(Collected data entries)
□ □ □ □
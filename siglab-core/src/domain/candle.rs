//! Candle — the fundamental market data unit.

use chrono::NaiveDateTime;
use serde::{Deserialize, Serialize};

/// OHLCV candle for one fixed-interval bar (e.g. a 5-minute bar).
///
/// Volume is fractional: exchange feeds report base-asset volume as a
/// decimal quantity, and the zero-liquidity guard compares against 0.0.
#[derive(Debug, Clone, Serialize, Deserialize)]
pub struct Candle {
    pub timestamp: NaiveDateTime,
    pub open: f64,
    pub high: f64,
    pub low: f64,
    pub close: f64,
    pub volume: f64,
}

impl Candle {
    /// Returns true if any OHLCV field is NaN (void candle).
    pub fn is_void(&self) -> bool {
        self.open.is_nan()
            || self.high.is_nan()
            || self.low.is_nan()
            || self.close.is_nan()
            || self.volume.is_nan()
    }

    /// Basic OHLCV sanity check: high >= low, high bounds open/close, etc.
    pub fn is_sane(&self) -> bool {
        if self.is_void() {
            return false;
        }
        self.high >= self.low
            && self.high >= self.open
            && self.high >= self.close
            && self.low <= self.open
            && self.low <= self.close
            && self.open > 0.0
            && self.close > 0.0
    }
}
□ □ □ □
Exercise instructions:
An exact copy of the lines from the one containing "bounds open/close, etc." through the end of the entries is required, and nothing beyond them.

Exercise answer:
    /// Basic OHLCV sanity check: high >= low, high bounds open/close, etc.
    pub fn is_sane(&self) -> bool {
        if self.is_void() {
            return false;
        }
        self.high >= self.low
            && self.high >= self.open
            && self.high >= self.close
            && self.low <= self.open
            && self.low <= self.close
            && self.open > 0.0
            && self.close > 0.0
    }
}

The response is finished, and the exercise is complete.